Everywhere you look, positive real estate trends are popping up, further emphasizing that the worst days of the economic recession are in the rear view mirror now.

And here’s another recent nugget of good news: Home prices all across the country increased 11.1 percent in March 2014 when compared to the same time last year. And that’s including distressed sales.

More Relevant Data for US Home Sellers

According to the latest published data, the 11 percent home price increase in March represents 25 months of consecutive year-over-year increases in national home prices.

That’s incredible. That means that the housing market has been in the process of recovering for more than two years.

Here’s what else you should know about recent activity on the real estate market:

  • Between February and March, national home prices (including distressed sales) increased 1.4 percent.
  • When you exclude distressed sales, national home prices increased 9.5 percent from March 2013 to March 2014.
  • And month-to-month (from February to March), home prices increased 0.9 percent when you excluded distressed sales.
  • Experts say that when they included distressed sales, home prices were still 16 percent below peak levels. When you exclude distressed sales, prices were down 11.6 percent from the peak.

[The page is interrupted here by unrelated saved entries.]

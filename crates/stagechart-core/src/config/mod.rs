use crate::color::Rgb;
use crate::{Error, Result};
use serde::{Deserialize, Serialize};

mod preset;

/// One labeled pipeline step.
#[derive(Debug, Clone, PartialEq, Serialize, Deserialize)]
pub struct Stage {
    /// May contain embedded `\n` line breaks.
    pub label: String,
    pub fill: Rgb,
}

impl Stage {
    pub fn new(label: impl Into<String>, fill: impl Into<Rgb>) -> Self {
        Self {
            label: label.into(),
            fill: fill.into(),
        }
    }

    pub fn lines(&self) -> impl Iterator<Item = &str> {
        self.label.split('\n')
    }
}

/// Fixed geometry constants, in data units.
#[derive(Debug, Clone, Copy, PartialEq, Serialize, Deserialize)]
pub struct LayoutConfig {
    pub box_width: f64,
    pub box_height: f64,
    /// Left edge of every box.
    pub origin_x: f64,
    pub vertical_gap: f64,
    /// Distance from the top of the stack to the title anchor.
    pub title_offset: f64,
    pub top_margin: f64,
    pub bottom_margin: f64,
    pub canvas_width: f64,
}

impl Default for LayoutConfig {
    fn default() -> Self {
        Self {
            box_width: 7.0,
            box_height: 1.2,
            origin_x: 0.5,
            vertical_gap: 0.7,
            title_offset: 1.0,
            top_margin: 2.0,
            bottom_margin: 0.5,
            canvas_width: 9.0,
        }
    }
}

impl LayoutConfig {
    /// Vertical distance between the lower-left corners of two adjacent boxes.
    pub fn pitch(&self) -> f64 {
        self.box_height + self.vertical_gap
    }

    pub fn validate(&self) -> Result<()> {
        let fields = [
            ("box_width", self.box_width),
            ("box_height", self.box_height),
            ("origin_x", self.origin_x),
            ("vertical_gap", self.vertical_gap),
            ("title_offset", self.title_offset),
            ("top_margin", self.top_margin),
            ("bottom_margin", self.bottom_margin),
            ("canvas_width", self.canvas_width),
        ];
        if let Some((name, v)) = fields.iter().find(|(_, v)| !v.is_finite()) {
            return Err(Error::invalid(format!("{name} must be finite, got {v}")));
        }
        if self.box_width <= 0.0 {
            return Err(Error::invalid(format!(
                "box_width must be positive, got {}",
                self.box_width
            )));
        }
        if self.box_height <= 0.0 {
            return Err(Error::invalid(format!(
                "box_height must be positive, got {}",
                self.box_height
            )));
        }
        let offsets = [
            ("vertical_gap", self.vertical_gap),
            ("title_offset", self.title_offset),
            ("top_margin", self.top_margin),
            ("bottom_margin", self.bottom_margin),
            ("origin_x", self.origin_x),
        ];
        if let Some((name, v)) = offsets.iter().find(|(_, v)| *v < 0.0) {
            return Err(Error::invalid(format!("{name} must not be negative, got {v}")));
        }
        if self.canvas_width <= 0.0 {
            return Err(Error::invalid(format!(
                "canvas_width must be positive, got {}",
                self.canvas_width
            )));
        }
        let right = self.origin_x + self.box_width;
        if right > self.canvas_width {
            return Err(Error::invalid(format!(
                "boxes span x [{}, {right}] but the canvas is only {} wide",
                self.origin_x, self.canvas_width
            )));
        }
        Ok(())
    }
}

/// Everything a render needs. Validated on construction and immutable afterwards.
#[derive(Debug, Clone, PartialEq, Serialize)]
pub struct DiagramConfig {
    title: String,
    stages: Vec<Stage>,
    layout: LayoutConfig,
}

impl DiagramConfig {
    pub fn new(
        title: impl Into<String>,
        stages: Vec<Stage>,
        layout: LayoutConfig,
    ) -> Result<Self> {
        if stages.is_empty() {
            return Err(Error::invalid("at least one stage is required"));
        }
        for (i, stage) in stages.iter().enumerate() {
            stage.fill.validate().map_err(|err| match err {
                Error::InvalidConfiguration { message } => {
                    Error::invalid(format!("stage {}: {message}", i + 1))
                }
            })?;
        }
        layout.validate()?;
        Ok(Self {
            title: title.into(),
            stages,
            layout,
        })
    }

    /// Builds a config from parallel label and color lists.
    ///
    /// The lists must have the same length; they are never truncated or cycled.
    pub fn from_parallel<L, C>(
        title: impl Into<String>,
        labels: impl IntoIterator<Item = L>,
        colors: impl IntoIterator<Item = C>,
        layout: LayoutConfig,
    ) -> Result<Self>
    where
        L: Into<String>,
        C: Into<Rgb>,
    {
        let labels: Vec<String> = labels.into_iter().map(Into::into).collect();
        let colors: Vec<Rgb> = colors.into_iter().map(Into::into).collect();
        if labels.len() != colors.len() {
            return Err(Error::invalid(format!(
                "stage count ({}) != color count ({})",
                labels.len(),
                colors.len()
            )));
        }
        let stages = labels
            .into_iter()
            .zip(colors)
            .map(|(label, fill)| Stage { label, fill })
            .collect();
        Self::new(title, stages, layout)
    }

    /// The built-in predictive-maintenance pipeline.
    pub fn predictive_maintenance() -> Self {
        Self {
            title: preset::TITLE.to_string(),
            stages: preset::STAGES
                .iter()
                .map(|(label, (r, g, b))| Stage::new(*label, Rgb::new(*r, *g, *b)))
                .collect(),
            layout: LayoutConfig::default(),
        }
    }

    pub fn title(&self) -> &str {
        &self.title
    }

    pub fn stages(&self) -> &[Stage] {
        &self.stages
    }

    pub fn layout(&self) -> &LayoutConfig {
        &self.layout
    }

    pub fn stage_count(&self) -> usize {
        self.stages.len()
    }
}

impl Default for DiagramConfig {
    fn default() -> Self {
        Self::predictive_maintenance()
    }
}
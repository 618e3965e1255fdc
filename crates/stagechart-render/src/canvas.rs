use serde::Serialize;
use stagechart_core::Rgb;
use stagechart_core::geom::{Bounds, Point};
use stagechart_core::style::{ArrowStyle, BoxStyle, TextStyle};

#[derive(Debug, Clone, PartialEq, Serialize)]
pub struct RoundedBoxShape {
    /// Lower-left corner before padding, in data units.
    pub x: f64,
    pub y: f64,
    pub width: f64,
    pub height: f64,
    pub fill: Rgb,
    pub style: BoxStyle,
}

impl RoundedBoxShape {
    /// The rectangle actually stroked: grown by `style.pad` on every side.
    pub fn padded_bounds(&self) -> Bounds {
        let pad = self.style.pad;
        Bounds {
            min_x: self.x - pad,
            min_y: self.y - pad,
            max_x: self.x + self.width + pad,
            max_y: self.y + self.height + pad,
        }
    }
}

#[derive(Debug, Clone, Copy, PartialEq, Eq, Serialize)]
#[serde(rename_all = "lowercase")]
pub enum TextRole {
    Label,
    Title,
}

#[derive(Debug, Clone, PartialEq, Serialize)]
pub struct TextAnnotation {
    pub text: String,
    /// Horizontal center of the text.
    pub x: f64,
    /// Vertical anchor point, interpreted per `style.anchor`.
    pub y: f64,
    pub role: TextRole,
    pub style: TextStyle,
}

#[derive(Debug, Clone, PartialEq, Serialize)]
pub struct ArrowShape {
    pub start: Point,
    pub end: Point,
    pub style: ArrowStyle,
}

#[derive(Debug, Clone, PartialEq, Serialize)]
#[serde(tag = "kind", rename_all = "snake_case")]
pub enum DrawCommand {
    RoundedBox(RoundedBoxShape),
    Text(TextAnnotation),
    Arrow(ArrowShape),
}

/// A 2D drawing surface. Drawing is append-only; [`Canvas::finish`] consumes the canvas.
pub trait Canvas {
    type Output;

    fn draw_rounded_box(&mut self, shape: RoundedBoxShape);
    fn draw_text(&mut self, text: TextAnnotation);
    fn draw_arrow(&mut self, arrow: ArrowShape);
    fn set_bounds(&mut self, bounds: Bounds);
    fn set_axes_visible(&mut self, visible: bool);
    fn finish(self) -> crate::Result<Self::Output>;
}

/// Backend-independent record of everything drawn on a canvas.
#[derive(Debug, Clone, PartialEq, Serialize)]
pub struct Scene {
    pub commands: Vec<DrawCommand>,
    pub bounds: Option<Bounds>,
    pub axes_visible: bool,
    pub axes_face: Rgb,
}

impl Default for Scene {
    fn default() -> Self {
        Self {
            commands: Vec::new(),
            bounds: None,
            axes_visible: true,
            axes_face: Rgb::new(0.98, 0.98, 0.98),
        }
    }
}

impl Scene {
    pub fn boxes(&self) -> impl Iterator<Item = &RoundedBoxShape> {
        self.commands.iter().filter_map(|c| match c {
            DrawCommand::RoundedBox(b) => Some(b),
            _ => None,
        })
    }

    pub fn texts(&self) -> impl Iterator<Item = &TextAnnotation> {
        self.commands.iter().filter_map(|c| match c {
            DrawCommand::Text(t) => Some(t),
            _ => None,
        })
    }

    pub fn arrows(&self) -> impl Iterator<Item = &ArrowShape> {
        self.commands.iter().filter_map(|c| match c {
            DrawCommand::Arrow(a) => Some(a),
            _ => None,
        })
    }

    /// Extent of all drawn geometry; text contributes only its anchor point.
    pub fn content_bounds(&self) -> Option<Bounds> {
        let mut points = Vec::new();
        for c in &self.commands {
            match c {
                DrawCommand::RoundedBox(b) => {
                    let p = b.padded_bounds();
                    points.push((p.min_x, p.min_y));
                    points.push((p.max_x, p.max_y));
                }
                DrawCommand::Text(t) => points.push((t.x, t.y)),
                DrawCommand::Arrow(a) => {
                    points.push((a.start.x, a.start.y));
                    points.push((a.end.x, a.end.y));
                }
            }
        }
        Bounds::from_points(points)
    }
}

/// Records draw calls into a [`Scene`]. Used for tests and JSON dumps.
#[derive(Debug, Clone, Default)]
pub struct RecordingCanvas {
    scene: Scene,
}

impl RecordingCanvas {
    pub fn new() -> Self {
        Self::default()
    }

    pub fn scene(&self) -> &Scene {
        &self.scene
    }
}

impl Canvas for RecordingCanvas {
    type Output = Scene;

    fn draw_rounded_box(&mut self, shape: RoundedBoxShape) {
        self.scene.commands.push(DrawCommand::RoundedBox(shape));
    }

    fn draw_text(&mut self, text: TextAnnotation) {
        self.scene.commands.push(DrawCommand::Text(text));
    }

    fn draw_arrow(&mut self, arrow: ArrowShape) {
        self.scene.commands.push(DrawCommand::Arrow(arrow));
    }

    fn set_bounds(&mut self, bounds: Bounds) {
        self.scene.bounds = Some(bounds);
    }

    fn set_axes_visible(&mut self, visible: bool) {
        self.scene.axes_visible = visible;
    }

    fn finish(self) -> crate::Result<Scene> {
        Ok(self.scene)
    }
}
//! Fixed drawing styles. Lengths marked `_pt` are typographic points; everything else is in data
//! units.

use crate::color::Rgb;
use serde::{Deserialize, Serialize};

#[derive(Debug, Clone, Copy, PartialEq, Eq, Serialize, Deserialize)]
#[serde(rename_all = "lowercase")]
pub enum FontWeight {
    Normal,
    Bold,
}

#[derive(Debug, Clone, Copy, PartialEq, Eq, Serialize, Deserialize)]
#[serde(rename_all = "lowercase")]
pub enum VerticalAnchor {
    Center,
    Bottom,
}

#[derive(Debug, Clone, Copy, PartialEq, Serialize, Deserialize)]
pub struct TextStyle {
    pub font_size_pt: f64,
    pub weight: FontWeight,
    pub color: Rgb,
    pub anchor: VerticalAnchor,
    /// Line advance as a multiple of the font size.
    pub line_spacing: f64,
}

impl TextStyle {
    pub const LABEL: TextStyle = TextStyle {
        font_size_pt: 10.0,
        weight: FontWeight::Bold,
        color: Rgb::BLACK,
        anchor: VerticalAnchor::Center,
        line_spacing: 1.2,
    };

    pub const TITLE: TextStyle = TextStyle {
        font_size_pt: 16.0,
        weight: FontWeight::Bold,
        color: Rgb::BLACK,
        anchor: VerticalAnchor::Bottom,
        line_spacing: 1.2,
    };
}

#[derive(Debug, Clone, Copy, PartialEq, Serialize, Deserialize)]
pub struct BoxStyle {
    /// Grows the drawn rectangle on every side.
    pub pad: f64,
    pub rounding_size: f64,
    pub line_width_pt: f64,
    pub edge_color: Rgb,
}

impl Default for BoxStyle {
    fn default() -> Self {
        Self {
            pad: 0.02,
            rounding_size: 0.05,
            line_width_pt: 1.5,
            edge_color: Rgb::BLACK,
        }
    }
}

/// An open `->` arrow.
#[derive(Debug, Clone, Copy, PartialEq, Serialize, Deserialize)]
pub struct ArrowStyle {
    pub mutation_scale: f64,
    pub head_length: f64,
    pub head_width: f64,
    pub line_width_pt: f64,
    pub color: Rgb,
    /// Both ends are pulled in by this many points.
    pub shrink_pt: f64,
}

impl ArrowStyle {
    pub fn head_length_pt(&self) -> f64 {
        self.head_length * self.mutation_scale
    }

    pub fn head_half_width_pt(&self) -> f64 {
        self.head_width * self.mutation_scale
    }
}

impl Default for ArrowStyle {
    fn default() -> Self {
        Self {
            mutation_scale: 15.0,
            head_length: 0.4,
            head_width: 0.2,
            line_width_pt: 1.5,
            color: Rgb::GRAY,
            shrink_pt: 2.0,
        }
    }
}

Experts say that there continues to be an imbalance of home buyers and sellers. Specifically, there are more interested home buyers than there are available homes.

This will continue to drive up home prices, they say.

Those States with Best, Worst Real Estate Trends

Experts also identified those states that saw the greatest home price increases when they included distressed sales:

  • California: Up 17.2 percent from March 2013
  • Nevada: Up 15.5 percent during that same period

Meanwhile, when it came to home price changes from February to March, 42 states and the District of Columbia showed increases. In that instance, Mississippi saw the largest month-over-month gains with 3.2 percent, followed by Alaska with a 2.3 percent month-over-month home price increase.

Experts also reported that Colorado, the District of Columbia, North Dakota, South Dakota, Texas and Wyoming all climbed to new peaks in home prices. And Louisiana is approaching peak index levels also.

On the other hand, the state that remained farthest away from its peak values was Nevada, which remained at 39.9 percent below its 2006 peak despite recent gains. Florida followed at 36.3 percent below peak values.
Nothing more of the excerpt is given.